もともとはこの地域に特殊な精神病を探したのだが、これが存在しなかった。内村のアイヌのイムや、クレペリンのジャワのラターのように、系統発生学的に一民族の精神分化を図る尺度としての原始反応を見つけられないか、あるいは低い宗教形態である呪い、祈祷、憑依などがないかと思って探した。男でも女でも占い師(ナムロウ、オニババと読むのだろうか?)はいたが、彼らにしつこく神の声を聴いたことがないかと聞いても否定され続け、しまいには、そんなものは存在しないと冷笑される始末。日本では、いまなお狐憑きなどの低級の宗教憑依が存在するのに較べて、中国の貧困な農村にはそれがないという発見は、笠原に日本の文化のあり方を反省せしめた。日本が文化を急速に進歩させ、中国に対していつのまに軽蔑的な態度をとるようになっているが、日本ではその進歩が急速だったため、取り残された下限も存在する。

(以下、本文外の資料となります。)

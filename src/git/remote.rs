//! Pointing the local working tree at the running server.
//!
//! Failures here never stop the server: each step logs and the caller moves
//! on.

use std::net::{IpAddr, UdpSocket};
use std::path::Path;
use std::process::{Output, Stdio};

use anyhow::{Context, Result};
use tokio::process::Command;
use tracing::{info, instrument, warn};

const REMOTE: &str = "origin";

/// Run `git <args>` inside `worktree` and capture its output.
async fn git(worktree: &Path, args: &[&str]) -> Result<Output> {
    Command::new("git")
        .arg("-C")
        .arg(worktree)
        .args(args)
        .env("GIT_TERMINAL_PROMPT", "0")
        .stdin(Stdio::null())
        .stdout(Stdio::piped())
        .stderr(Stdio::piped())
        .output()
        .await
        .with_context(|| format!("failed to spawn git {}", args.join(" ")))
}

/// `true` when the command ran and exited zero.
async fn git_ok(worktree: &Path, args: &[&str]) -> bool {
    matches!(git(worktree, args).await, Ok(out) if out.status.success())
}

/// Point `origin` at `uri`, fetch it, and track the current branch.
#[instrument(skip(worktree), fields(%uri))]
pub async fn configure_local_remote(worktree: &Path, uri: &str) {
    info!("configuring local git remote");

    if !git_ok(worktree, &["remote", "set-url", REMOTE, uri]).await {
        match git(worktree, &["remote", "add", REMOTE, uri]).await {
            Ok(out) if out.status.success() => {}
            Ok(out) => {
                warn!(
                    stderr = %String::from_utf8_lossy(&out.stderr).trim(),
                    "failed to set git remote"
                );
                return;
            }
            Err(e) => {
                warn!(error = %e, "failed to set git remote");
                return;
            }
        }
    }

    if !git_ok(worktree, &["fetch", REMOTE]).await {
        warn!("could not fetch from origin; expected for a new repository");
    }

    let branch = current_branch(worktree).await;
    let upstream = format!("{REMOTE}/{branch}");
    let set_upstream = format!("--set-upstream-to={upstream}");
    if git_ok(worktree, &["branch", &set_upstream, &branch]).await {
        info!(%upstream, "git remote configured, tracking upstream");
    } else {
        info!(
            command = %format!("git push -u {REMOTE} {branch}"),
            "remote branch not found yet; push to link it"
        );
    }
}

/// Checked-out branch, falling back to `init.defaultBranch` and then
/// `master` for a repository with no commits.
async fn current_branch(worktree: &Path) -> String {
    if let Some(branch) = stdout_of(worktree, &["rev-parse", "--abbrev-ref", "HEAD"]).await {
        return branch;
    }
    if let Some(branch) = stdout_of(worktree, &["config", "--get", "init.defaultBranch"]).await {
        info!(%branch, "empty repository, future commits will track the default branch");
        return branch;
    }
    "master".to_string()
}

async fn stdout_of(worktree: &Path, args: &[&str]) -> Option<String> {
    let out = git(worktree, args).await.ok()?;
    if !out.status.success() {
        return None;
    }
    let text = String::from_utf8_lossy(&out.stdout).trim().to_string();
    (!text.is_empty()).then_some(text)
}

// ---------------------------------------------------------------------------
// Addressing
// ---------------------------------------------------------------------------

/// Address other machines on the LAN would use to reach this host.
///
/// Connecting a UDP socket sends nothing; it only asks the kernel which
/// interface would route outward.  Falls back to `localhost`.
pub fn local_ip() -> String {
    let discover = || -> std::io::Result<IpAddr> {
        let socket = UdpSocket::bind("0.0.0.0:0")?;
        socket.connect("192.0.2.1:9")?;
        Ok(socket.local_addr()?.ip())
    };
    match discover() {
        Ok(ip) if !ip.is_loopback() && !ip.is_unspecified() => ip.to_string(),
        _ => "localhost".to_string(),
    }
}

/// `ssh://<host>:<port>/<repo>`.
pub fn server_uri(host: &str, port: u16, repo_name: &str) -> String {
    format!("ssh://{host}:{port}/{repo_name}")
}
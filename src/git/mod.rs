//! Git command wrappers.
//!
//! All operations shell out to the `git` binary using `tokio::process::Command`
//! for non-blocking execution.

pub mod commands;
pub mod history;
pub mod remote;

pub use commands::{git_clone_bare, is_worktree, spawn_service, GitService};
pub use history::{commit_diff, recent_commits, Commit, HISTORY_LIMIT};
pub use remote::{configure_local_remote, local_ip, server_uri};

一方中国においては、全体に貧しく水準は低いが、その下限は(日本よりも)高い。

笠松が発見できたのは、通常の精神病の患者だけで、分裂病3、躁病1、GPIが1、てんかんが1 である。

驚くべきなのは、たったこれだけの発見から、笠松は内村が八丈島で行ったような精神病一斉調査の研究になだれ込ませようとすることである。年齢階層別の人口が分かる事から、堂々としてワインベルクの簡便法を用いて補正頻度を計算しようとする。その結果は、このB郷は、精神病が圧倒的に少ないということがわかる。八丈島の分裂病頻度が0.91であるのに対し、B郷は0.08、三宅島の躁鬱が0.57だったのに対し、B郷は0.03 という数値である。

さらに驚くべきことは、笠松はこの数値の妥当性にこだわることである。戸別訪問はしていないし、言語が普通であり、軍の通訳は「機関銃」という言葉は知っていても精神病一斉調査には役に立たない。だから、この調査が不完全なものであることは認める。「しかし」と笠松は続ける。自分は2年半にわたってこの地に住み治療もしてきたから、この数字の少なさは、現実にこの地には精神疾患が少ないことを意味しているにちがいない。この地では精神病の患者を家門の恥と考えないから、隠蔽されるわけでもない。それなら、なぜ少ないのか。彼が言うには、まず結婚様式である。つまり、この部落では、同じ姓のものとは結婚しないというルールがある。これは「近親結婚が禁止されている理想的な状態」であるという。笠松が近親婚、特に日本の近親婚を悪遺伝を偏在し集積させる悪しき社会装置として不安に思い、それを禁止している中国に精神病が「少ない」のをうらやましく思っていることがよくわかる。

もう一つが、精神病を遺伝的に考える傾向が低いので、患者でも当たり前に結婚して、拡散されてしまうということである。